━━━ Material provided

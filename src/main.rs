mod cli;

#[tokio::main]
async fn main() -> Result<(), Box<dyn std::error::Error>> {
    // .env is optional, real environment variables win
    dotenvy::dotenv().ok();
    env_logger::init();

    cli::run().await?;

    Ok(())
}
//! Rnowplaying - Last.fm now playing widget
//!
//! This library fetches the track a Last.fm user is listening to (or the one
//! they played most this week) and renders it as a small HTML fragment into a
//! page element, refreshed on a timer.

/// Client modules for interacting with the scrobbling API and the page
pub mod clients;
/// Pure HTML rendering of refresh outcomes
pub mod render;
/// The widget, its configuration and refresh scheduler
pub mod widget;
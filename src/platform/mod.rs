//! Push platforms the channel delivers to.

use std::fmt;
use std::str::FromStr;

use serde::{Deserialize, Serialize};
use thiserror::Error;

/// A platform the channel knows how to deliver to.
///
/// Declaration order doubles as the merge priority for aggregated results:
/// android batches always precede ios batches in the returned collection,
/// regardless of the order the recipient's routes were resolved in.
#[derive(Debug, Clone, Copy, PartialEq, Eq, PartialOrd, Ord, Hash, Serialize, Deserialize)]
#[serde(rename_all = "lowercase")]
pub enum Platform {
    Android,
    Ios,
}

impl Platform {
    /// All known platforms, in merge priority order.
    pub const ALL: [Platform; 2] = [Platform::Android, Platform::Ios];

    pub fn as_str(&self) -> &'static str {
        match self {
            Platform::Android => "android",
            Platform::Ios => "ios",
        }
    }
}

impl fmt::Display for Platform {
    fn fmt(&self, f: &mut fmt::Formatter<'_>) -> fmt::Result {
        f.write_str(self.as_str())
    }
}

/// Raised when a route key does not name a known platform.
#[derive(Debug, Clone, Error)]
#[error("Unknown platform key: {0}")]
pub struct UnknownPlatform(pub String);

impl FromStr for Platform {
    type Err = UnknownPlatform;

    fn from_str(s: &str) -> Result<Self, Self::Err> {
        match s {
            "android" => Ok(Platform::Android),
            "ios" => Ok(Platform::Ios),
            other => Err(UnknownPlatform(other.to_string())),
        }
    }
}
use thiserror::Error;

use crate::gateway::TransportError;

/// Errors surfaced by the push channel.
///
/// Per-token delivery failures are not errors; they are reported as data in
/// [`crate::report::BatchReport`] and published through the event sink.
#[derive(Debug, Error)]
pub enum ChannelError {
    #[error("Configuration error: {0}")]
    Config(#[from] config::ConfigError),

    /// Batch partitioning or channel configuration with an out-of-range
    /// batch size.
    #[error("Invalid batch size: {0} (backend accepts 1 to 500 tokens per request)")]
    InvalidBatchSize(usize),

    /// A whole-batch backend failure, as opposed to a per-token one.
    #[error(transparent)]
    Transport(#[from] TransportError),
}

pub type Result<T> = std::result::Result<T, ChannelError>;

━━━━━━

What is being asked =
Pull every line containing "Last" from the data.

Exercise output =
//! Rnowplaying - Last.fm now playing widget
//! This library fetches the track a Last.fm user is listening to (or the one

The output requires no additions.